Pull every line holding the word "species" from the data below and copy it.
#### DATA ####
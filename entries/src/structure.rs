//! Periodic crystal structures
//!
//! Only what the anion classifiers need: a lattice, fractional site
//! coordinates and periodic distances.

use crate::composition::{Composition, FormulaError};
use nalgebra::{Matrix3, Vector3};
use serde::{Deserialize, Serialize};

#[derive(Debug, Clone, PartialEq)]
pub struct Site {
    pub species: String,
    pub frac_coords: Vector3<f64>,
}

impl Site {
    pub fn new(species: impl Into<String>, frac_coords: [f64; 3]) -> Self {
        Self {
            species: species.into(),
            frac_coords: Vector3::from(frac_coords),
        }
    }
}

/// Lattice vectors are the rows of `lattice`, in Angstrom.
#[derive(Debug, Clone, PartialEq, Serialize, Deserialize)]
#[serde(from = "StructureRepr", into = "StructureRepr")]
pub struct Structure {
    pub lattice: Matrix3<f64>,
    pub sites: Vec<Site>,
}

#[derive(Serialize, Deserialize)]
struct SiteRepr {
    species: String,
    frac_coords: [f64; 3],
}

#[derive(Serialize, Deserialize)]
struct StructureRepr {
    lattice: [[f64; 3]; 3],
    sites: Vec<SiteRepr>,
}

impl From<StructureRepr> for Structure {
    fn from(repr: StructureRepr) -> Self {
        let sites = repr
            .sites
            .into_iter()
            .map(|s| Site::new(s.species, s.frac_coords))
            .collect();
        Structure::new(repr.lattice, sites)
    }
}

impl From<Structure> for StructureRepr {
    fn from(structure: Structure) -> Self {
        let row = |i: usize| {
            let r = structure.lattice.row(i);
            [r[0], r[1], r[2]]
        };
        StructureRepr {
            lattice: [row(0), row(1), row(2)],
            sites: structure
                .sites
                .iter()
                .map(|s| SiteRepr {
                    species: s.species.clone(),
                    frac_coords: [s.frac_coords.x, s.frac_coords.y, s.frac_coords.z],
                })
                .collect(),
        }
    }
}

impl Structure {
    pub fn new(lattice: [[f64; 3]; 3], sites: Vec<Site>) -> Self {
        let rows = lattice.map(|row| Vector3::from(row).transpose());
        Structure {
            lattice: Matrix3::from_rows(&rows),
            sites,
        }
    }

    /// Orthorhombic cell with the given edge lengths.
    pub fn orthorhombic(a: f64, b: f64, c: f64, sites: Vec<Site>) -> Self {
        Structure {
            lattice: Matrix3::from_diagonal(&Vector3::new(a, b, c)),
            sites,
        }
    }

    pub fn len(&self) -> usize {
        self.sites.len()
    }

    pub fn is_empty(&self) -> bool {
        self.sites.is_empty()
    }

    pub fn composition(&self) -> Result<Composition, FormulaError> {
        Composition::from_amounts(self.sites.iter().map(|s| (s.species.as_str(), 1.0)))
    }

    /// Indices of the sites occupied by `species`.
    pub fn indices_of(&self, species: &str) -> Vec<usize> {
        self.sites
            .iter()
            .enumerate()
            .filter(|(_, s)| s.species == species)
            .map(|(i, _)| i)
            .collect()
    }

    pub fn cartesian(&self, frac: &Vector3<f64>) -> Vector3<f64> {
        self.lattice.transpose() * frac
    }

    /// Shortest distance between two sites over all periodic images.
    pub fn distance(&self, i: usize, j: usize) -> f64 {
        let mut d = self.sites[j].frac_coords - self.sites[i].frac_coords;
        d.apply(|x| *x -= (*x).round());
        // wrapping alone is not enough for skewed cells, so check the
        // neighbouring images too
        let mut best = f64::INFINITY;
        for image in images(1) {
            best = best.min(self.cartesian(&(d + image)).norm());
        }
        best
    }
}

fn images(reach: i32) -> impl Iterator<Item = Vector3<f64>> {
    (-reach..=reach).flat_map(move |a| {
        (-reach..=reach).flat_map(move |b| {
            (-reach..=reach).map(move |c| Vector3::new(a as f64, b as f64, c as f64))
        })
    })
}
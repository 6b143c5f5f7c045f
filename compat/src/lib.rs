//! Energy correction schemes for computed entries
//!
//! Raw DFT total energies from different functionals, Hubbard U settings or
//! pseudopotentials cannot be compared directly. The schemes here attach
//! named, uncertainty-carrying energy adjustments to [`entries::ComputedEntry`]
//! values so that they can be mixed, and reject the entries that cannot be
//! made compatible.

pub mod aqueous;
pub mod classify;
pub mod compatibility;
pub mod correction;
pub mod corrections_list;
pub mod error;
pub mod input_set;
pub mod mp2020;
pub mod registry;
pub mod tables;

pub use aqueous::{AqueousCompatibility, AqueousReferences, AQUEOUS_NAME};
pub use classify::{AnionClassifier, OxideClassification, OxidationStateGuesser, OxidationStates};
pub use compatibility::{
    apply_adjustments, AdjustmentExplanation, CompatType, Compatibility, Explanation, OnError,
    ProcessOptions, ProgressCallback, SchemeOptions,
};
pub use correction::{
    AnionCorrection, AqueousCorrection, Correction, CorrectionOutcome, GasCorrection,
    PotcarCorrection, UCorrection, MU_H2O,
};
pub use corrections_list::{CorrectionDetail, CorrectionsExplanation, CorrectionsList};
pub use error::{CompatibilityError, ConfigError};
pub use input_set::{InputSet, InputSetLibrary, PotcarSetting};
pub use mp2020::{Mp2020Compatibility, MP2020_NAME};
pub use registry::{SchemeKind, SchemeRegistry};
pub use tables::{CompatibilityConfig, SchemeTables};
####
WRITTEN REPLY ::
    pub species: String,
    pub fn new(species: impl Into<String>, frac_coords: [f64; 3]) -> Self {
            species: species.into(),
    species: String,
            .map(|s| Site::new(s.species, s.frac_coords))
                    species: s.species.clone(),
        Composition::from_amounts(self.sites.iter().map(|s| (s.species.as_str(), 1.0)))
    /// Indices of the sites occupied by `species`.
    pub fn indices_of(&self, species: &str) -> Vec<usize> {
            .filter(|(_, s)| s.species == species)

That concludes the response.